Underneath it all is this phrase: Damnit, I love you in spite of the fact that you will probably reject me.
That is underneath it all, although the basic dynamic of cruel optimism can be applied to politics and to everything else supposedly valuable in this human life.
Throughout there is that "self"-excoriation that has become normal in the academy - "we" are collectively dumb, following desires for normativity in professional achievement (no need to point out the ironies here), in love, in everything. The only exceptions-that-are-not-really-exceptions (as the spiel goes) is that those who understand and can articulate our love-stupidness in sparkling ways are able to have a bit of control through foresight over the losses that will inevitably come our way.
As I write this, my 11-year-old daughter is on the computer watching Beyonce roll around seductively on the Superbowl arena floor and I can't help but wonder if I would wish it upon her, this knowledge of optimism's cruelty. She is at a borderline, age-wise, and her optimism, when she displays it, is precious to me. It's precious to me even if her goal in life turns out to be rolling around seductively in front of millions of people. At the same time, I know she will be hurt, she will be be disappointed, she will not be Beyonce. There is cruelty in the fact that she is visibly and unstoppably barreling towards these disappointments.
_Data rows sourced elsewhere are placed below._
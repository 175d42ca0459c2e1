//! The training loop.

use std::fs;
use std::path::PathBuf;
use std::time::Instant;

use rand::rngs::StdRng;
use rand::seq::SliceRandom;
use rand::SeedableRng;

use crate::config::CONFIG_NAME;
use crate::{
    BatchData, DefaultPrinterCallback, EpochMetrics, LrScheduler, Metrics, MetricsComputer, Phase,
    TrainableComponent, TrainerCallback, TrainerConfig, TrainingError, TrainingResult,
};

/// Best checkpoint so far and its metric value.
struct BestCheckpoint {
    dir: PathBuf,
    metric: f64,
}

/// Fits a [`TrainableComponent`] on training data, evaluating and saving
/// checkpoints after epochs.
///
/// Items are preprocessed once when the trainer is built. Training batches
/// are drawn in a new random order every epoch; evaluation batches keep the
/// data order.
pub struct Trainer<C: TrainableComponent> {
    config: TrainerConfig,
    component: C,
    train_data: Vec<C::Processed>,
    eval_data: Vec<C::Processed>,
    metrics_computer: Option<Box<dyn MetricsComputer>>,
    lr_scheduler: Option<Box<dyn LrScheduler>>,
    callback: Box<dyn TrainerCallback>,
    rng: StdRng,
}

impl<C: TrainableComponent> Trainer<C> {
    pub fn new(
        mut component: C,
        config: TrainerConfig,
        train_data: &[C::Item],
        eval_data: &[C::Item],
    ) -> TrainingResult<Self> {
        config.validate()?;
        if train_data.is_empty() || eval_data.is_empty() {
            return Err(TrainingError::Config {
                message: "training and evaluation data must not be empty".to_string(),
            });
        }
        fs::create_dir_all(&config.output_dir)
            .map_err(|e| TrainingError::io(&config.output_dir, e))?;

        let train_data = train_data
            .iter()
            .map(|item| component.preprocess(item))
            .collect::<TrainingResult<Vec<_>>>()?;
        let eval_data = eval_data
            .iter()
            .map(|item| component.preprocess(item))
            .collect::<TrainingResult<Vec<_>>>()?;

        component.configure_optimizer(config.learning_rate);
        let rng = match config.seed {
            Some(seed) => StdRng::seed_from_u64(seed),
            None => StdRng::from_entropy(),
        };

        Ok(Self {
            config,
            component,
            train_data,
            eval_data,
            metrics_computer: None,
            lr_scheduler: None,
            callback: Box::new(DefaultPrinterCallback),
            rng,
        })
    }

    /// Compute custom metrics during evaluation, and during training when
    /// `do_metrics_in_training` is set.
    pub fn with_metrics_computer(mut self, metrics_computer: impl MetricsComputer + 'static) -> Self {
        self.metrics_computer = Some(Box::new(metrics_computer));
        self
    }

    /// Adjust the learning rate after each epoch. Without a scheduler the
    /// learning rate stays constant.
    pub fn with_lr_scheduler(mut self, lr_scheduler: impl LrScheduler + 'static) -> Self {
        self.lr_scheduler = Some(Box::new(lr_scheduler));
        self
    }

    /// Replace the default [`DefaultPrinterCallback`].
    pub fn with_callback(mut self, callback: impl TrainerCallback + 'static) -> Self {
        self.callback = Box::new(callback);
        self
    }

    pub fn config(&self) -> &TrainerConfig {
        &self.config
    }

    pub fn component(&self) -> &C {
        &self.component
    }

    pub fn into_component(self) -> C {
        self.component
    }

    /// Run every epoch and return the metrics history.
    pub fn train(&mut self) -> TrainingResult<Vec<EpochMetrics>> {
        self.callback.on_train_begin(&self.config);
        let nb_epochs = self.config.nb_training_epochs;
        let mut history = Vec::with_capacity(nb_epochs);
        let mut best: Option<BestCheckpoint> = None;

        for epoch in 1..=nb_epochs {
            let started = Instant::now();
            self.callback.on_epoch_begin(epoch);

            let train = self.training_epoch()?;
            let eval = self.evaluation_epoch()?;
            self.update_learning_rate(&eval)?;

            let metrics = EpochMetrics { train, eval };
            self.callback.on_epoch_end(&metrics, epoch, started.elapsed());

            let period = self.config.checkpoint_period;
            let is_checkpoint_epoch = epoch == nb_epochs || (period != 0 && epoch % period == 0);
            if is_checkpoint_epoch {
                let checkpoint_dir = self.save(epoch)?;
                best = self.track_best(best, checkpoint_dir, &metrics.eval)?;
            }
            history.push(metrics);
        }

        self.callback.on_train_end();
        Ok(history)
    }

    fn training_epoch(&mut self) -> TrainingResult<Metrics> {
        let mut order: Vec<usize> = (0..self.train_data.len()).collect();
        order.shuffle(&mut self.rng);

        let batch_size = self.config.batch_size;
        let accumulation = self.config.gradient_accumulation_steps;
        let with_metrics = self.config.do_metrics_in_training && self.metrics_computer.is_some();
        let nb_batches = order.len().div_ceil(batch_size);

        let mut total_loss = 0.0;
        let mut data_for_metrics = BatchData::new();
        for (step, indices) in order.chunks(batch_size).enumerate() {
            self.callback.on_step_begin(step, nb_batches, Phase::Train);

            let input_batch = self
                .component
                .collate(indices.iter().map(|&idx| &self.train_data[idx]).collect());
            let (model_output, loss) = self.forward_pass(&input_batch, false)?;

            let loss_scale = 1.0 / accumulation as f64;
            self.component.backward(loss_scale)?;
            if (step + 1) % accumulation == 0 || step + 1 == nb_batches {
                self.component.optimizer_step()?;
            }
            total_loss += loss * loss_scale;

            if with_metrics {
                if let Some(computer) = &self.metrics_computer {
                    data_for_metrics.extend(computer.prepare_batch(&model_output, &input_batch));
                }
            }
            self.callback.on_step_end(step, nb_batches, Phase::Train);
        }

        let mut metrics = Metrics::new();
        metrics.insert("loss".to_string(), total_loss / nb_batches as f64);
        if with_metrics {
            if let Some(computer) = &self.metrics_computer {
                metrics.extend(computer.compute(&data_for_metrics));
            }
        }
        Ok(metrics)
    }

    fn evaluation_epoch(&mut self) -> TrainingResult<Metrics> {
        let batch_size = self.config.batch_size;
        let nb_batches = self.eval_data.len().div_ceil(batch_size);

        let mut total_loss = 0.0;
        let mut data_for_metrics = BatchData::new();
        for step in 0..nb_batches {
            self.callback.on_step_begin(step, nb_batches, Phase::Eval);

            let start = step * batch_size;
            let end = (start + batch_size).min(self.eval_data.len());
            let input_batch = self.component.collate(self.eval_data[start..end].iter().collect());
            let (model_output, loss) = self.forward_pass(&input_batch, true)?;
            total_loss += loss;

            if let Some(computer) = &self.metrics_computer {
                data_for_metrics.extend(computer.prepare_batch(&model_output, &input_batch));
            }
            self.callback.on_step_end(step, nb_batches, Phase::Eval);
        }

        let mut metrics = Metrics::new();
        metrics.insert("loss".to_string(), total_loss / nb_batches as f64);
        if let Some(computer) = &self.metrics_computer {
            metrics.extend(computer.compute(&data_for_metrics));
        }
        Ok(metrics)
    }

    fn forward_pass(&mut self, inputs: &BatchData, eval_mode: bool) -> TrainingResult<(BatchData, f64)> {
        let (model_output, loss) = self.component.forward(inputs, true, eval_mode)?;
        let loss = loss.ok_or(TrainingError::MissingLoss)?;
        Ok((model_output, loss))
    }

    fn update_learning_rate(&mut self, eval_metrics: &Metrics) -> TrainingResult<()> {
        let Some(scheduler) = self.lr_scheduler.as_mut() else {
            return Ok(());
        };

        let metric = if scheduler.requires_metric() {
            let name = &self.config.metric_to_track_lr;
            let value = eval_metrics
                .get(name)
                .copied()
                .ok_or_else(|| TrainingError::MissingMetric { name: name.clone() })?;
            Some(value)
        } else {
            None
        };

        let current = self.component.learning_rate();
        let updated = scheduler.step(current, metric);
        if updated != current {
            tracing::debug!(from = current, to = updated, "learning rate updated");
            self.component.set_learning_rate(updated);
        }
        Ok(())
    }

    /// Write a checkpoint for `epoch` and return its directory.
    ///
    /// A checkpoint holds the trainer configuration, the scheduler state
    /// when there is a scheduler, and whatever the component saves.
    pub fn save(&mut self, epoch: usize) -> TrainingResult<PathBuf> {
        let timestamp = chrono::Utc::now().format("%Y%m%dT%H%M%SZ");
        let name = format!("checkpoint_{:03}_{}", epoch, timestamp);
        let checkpoint_dir = self.config.output_dir.join(name);

        self.callback.on_save(&checkpoint_dir);
        fs::create_dir_all(&checkpoint_dir).map_err(|e| TrainingError::io(&checkpoint_dir, e))?;

        self.config.save(&checkpoint_dir.join(CONFIG_NAME))?;
        if let Some(scheduler) = &self.lr_scheduler {
            scheduler.save(&checkpoint_dir)?;
        }
        self.component.save(&checkpoint_dir)?;

        Ok(checkpoint_dir)
    }

    /// Keep the better of the previous best checkpoint and the last one,
    /// deleting the previous best when it is beaten.
    fn track_best(
        &self,
        best: Option<BestCheckpoint>,
        checkpoint_dir: PathBuf,
        eval_metrics: &Metrics,
    ) -> TrainingResult<Option<BestCheckpoint>> {
        let name = &self.config.checkpoint_metric;
        let metric = eval_metrics
            .get(name)
            .copied()
            .ok_or_else(|| TrainingError::MissingMetric { name: name.clone() })?;

        let Some(best) = best else {
            return Ok(Some(BestCheckpoint {
                dir: checkpoint_dir,
                metric,
            }));
        };

        let improved = if self.config.minimize_checkpoint_metric {
            metric < best.metric
        } else {
            metric > best.metric
        };
        if !improved {
            return Ok(Some(best));
        }

        if best.dir != checkpoint_dir {
            fs::remove_dir_all(&best.dir).map_err(|e| TrainingError::io(&best.dir, e))?;
            tracing::debug!(dir = %best.dir.display(), "removed former best checkpoint");
        }
        Ok(Some(BestCheckpoint {
            dir: checkpoint_dir,
            metric,
        }))
    }
}
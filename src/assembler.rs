//! Blueprint Assembly - Sections to Ordered Slides
//!
//! Two paths produce a blueprint:
//! - mapped: an external mapper proposed entries; they are re-validated,
//!   repaired, or replaced, never trusted
//! - rule-based: deterministic selection through a category table
//!
//! Every entry that leaves the assembler has passed strict validation
//! against the component it names, and carries a snapshot of it.

use serde::Serialize;
use serde_json::Value;
use std::cmp::Reverse;
use std::collections::HashMap;
use std::fmt;
use thiserror::Error;

use crate::binder::{bind, narrative_payload, BindSource};
use crate::blueprint::{Blueprint, SlideBlueprintEntry};
use crate::components::{Category, Component};
use crate::content::{GenerationParameters, ParsedContent, ParsedSection, SectionType, Style};
use crate::mapper::MapperOutput;
use crate::schema::SchemaValidator;

/// Slide-count tolerance around the caller's target, in percent.
pub const SLIDE_COUNT_TOLERANCE_PCT: usize = 20;

/// Longest run of one component before an alternative is preferred.
pub const MAX_CONSECUTIVE_REPEATS: usize = 2;

#[derive(Debug, Error, PartialEq)]
pub enum AssemblyError {
    #[error("No components available")]
    NoComponents,

    #[error("Content has no sections")]
    NoContent,

    #[error("No TITLE component tagged `cover` is available")]
    NoCover,

    #[error("No NARRATIVE component accepts a title and content payload")]
    NoNarrative,
}

#[derive(Debug, Clone, Copy, PartialEq, Eq, Serialize)]
#[serde(rename_all = "snake_case")]
pub enum AssemblyStrategy {
    Mapped,
    RuleBased,
}

impl fmt::Display for AssemblyStrategy {
    fn fmt(&self, f: &mut fmt::Formatter<'_>) -> fmt::Result {
        f.write_str(match self {
            AssemblyStrategy::Mapped => "mapped",
            AssemblyStrategy::RuleBased => "rule_based",
        })
    }
}

/// Soft-constraint breaches and degraded decisions. None of these stop a
/// build.
#[derive(Debug, Clone, PartialEq, Serialize)]
#[serde(tag = "kind", rename_all = "snake_case")]
pub enum AssemblyWarning {
    ParserFallback { reason: String },
    MapperFallback { reason: String },
    SlideCountOutOfBand { target: usize, actual: usize },
    UnknownComponent { position: usize, component_id: String },
    RepairedEntry { position: usize, component_id: String, dropped: Vec<String> },
    ReplacedEntry { position: usize, component_id: String, reason: String },
    SectionFallback { section: String },
    CoverFallback,
    Repetition { component_id: String },
    NoClosing,
    RestoredSection { section: String },
}

impl fmt::Display for AssemblyWarning {
    fn fmt(&self, f: &mut fmt::Formatter<'_>) -> fmt::Result {
        match self {
            AssemblyWarning::ParserFallback { reason } => write!(f, "parser unavailable, used degraded parse: {}", reason),
            AssemblyWarning::MapperFallback { reason } => write!(f, "mapper output not used: {}", reason),
            AssemblyWarning::SlideCountOutOfBand { target, actual } => {
                write!(f, "{} slides is outside the tolerance of the target {}", actual, target)
            }
            AssemblyWarning::UnknownComponent { position, component_id } => {
                write!(f, "position {}: unknown or private component {}", position, component_id)
            }
            AssemblyWarning::RepairedEntry { position, component_id, dropped } => {
                write!(f, "position {}: dropped {} from {}", position, dropped.join(", "), component_id)
            }
            AssemblyWarning::ReplacedEntry { position, component_id, reason } => {
                write!(f, "position {}: replaced {} with narrative fallback ({})", position, component_id, reason)
            }
            AssemblyWarning::SectionFallback { section } => {
                write!(f, "section '{}' matched no component, used narrative fallback", section)
            }
            AssemblyWarning::CoverFallback => f.write_str("no cover component accepted the deck title"),
            AssemblyWarning::Repetition { component_id } => {
                write!(f, "{} used more than {} times in a row", component_id, MAX_CONSECUTIVE_REPEATS)
            }
            AssemblyWarning::NoClosing => f.write_str("no CLOSING component available"),
            AssemblyWarning::RestoredSection { section } => {
                write!(f, "mapping omitted protected section '{}', restored as narrative", section)
            }
        }
    }
}

#[derive(Debug, Clone)]
pub struct Assembly {
    pub blueprint: Blueprint,
    pub strategy: AssemblyStrategy,
    pub warnings: Vec<AssemblyWarning>,
}

/// Section type to component category.
#[derive(Debug, Clone)]
pub struct SelectionTable {
    routes: HashMap<SectionType, Category>,
}

impl SelectionTable {
    pub fn route(mut self, section_type: SectionType, category: Category) -> Self {
        self.routes.insert(section_type, category);
        self
    }

    pub fn category(&self, section_type: SectionType) -> Category {
        self.routes.get(&section_type).copied().unwrap_or_else(|| section_type.category())
    }
}

impl Default for SelectionTable {
    fn default() -> Self {
        let all = [
            SectionType::Data,
            SectionType::Narrative,
            SectionType::Framework,
            SectionType::Timeline,
            SectionType::Comparison,
            SectionType::Process,
        ];
        Self { routes: all.into_iter().map(|t| (t, t.category())).collect() }
    }
}

enum Conformed {
    Valid(Value),
    Repaired(Value, Vec<String>),
    Invalid(String),
}

struct Candidate<'a> {
    component: &'a Component,
    data: Value,
    bound: usize,
    affinity: bool,
}

fn rank(candidates: &mut [Candidate<'_>]) {
    candidates.sort_by(|a, b| {
        b.bound
            .cmp(&a.bound)
            .then(b.affinity.cmp(&a.affinity))
            .then(b.component.popularity.cmp(&a.component.popularity))
            .then(a.component.id.cmp(&b.component.id))
    });
}

/// Collects warnings and logs each one as it is raised.
#[derive(Default)]
struct Warnings(Vec<AssemblyWarning>);

impl Warnings {
    fn push(&mut self, warning: AssemblyWarning) {
        tracing::warn!(%warning, "assembly");
        self.0.push(warning);
    }
}

/// The components every assembly relies on.
struct Anchors<'a> {
    usable: Vec<&'a Component>,
    narrative: &'a Component,
}

pub struct BlueprintAssembler {
    table: SelectionTable,
    validator: SchemaValidator,
}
What I am trying to get at here is that I love optimism, even if it is cruel. I feel I have to, in order to get by. And whereas "theory" often gestures towards a utopia of "some other way(s)" and "new and un-thought-of-ways-of-being," I am committed to living in this life and loving the stupidness of love.
I only came to this through having a child.
Watching my daughter I also remember my year spent with Eileen in Arlington, Virginia when we were 11 and my father was on sabbatical from Columbia University. It was a magical year for me and the suburbs were magical after a childhood in Manhattan with no outside in which to walk around freely. Eileen and I started a secret club called the "Make-You-Smile-Department" that distributed candy to neighborhood kids anonymously. We'd get up early and creep around giving out candy and notes with utter pleasure in our secret mission to spread this particular form of kid-centric happiness.
We were optimistic, it's true, and it's not hard for me to see those avid little creatures that we were in our para-professorial grown-up selves today.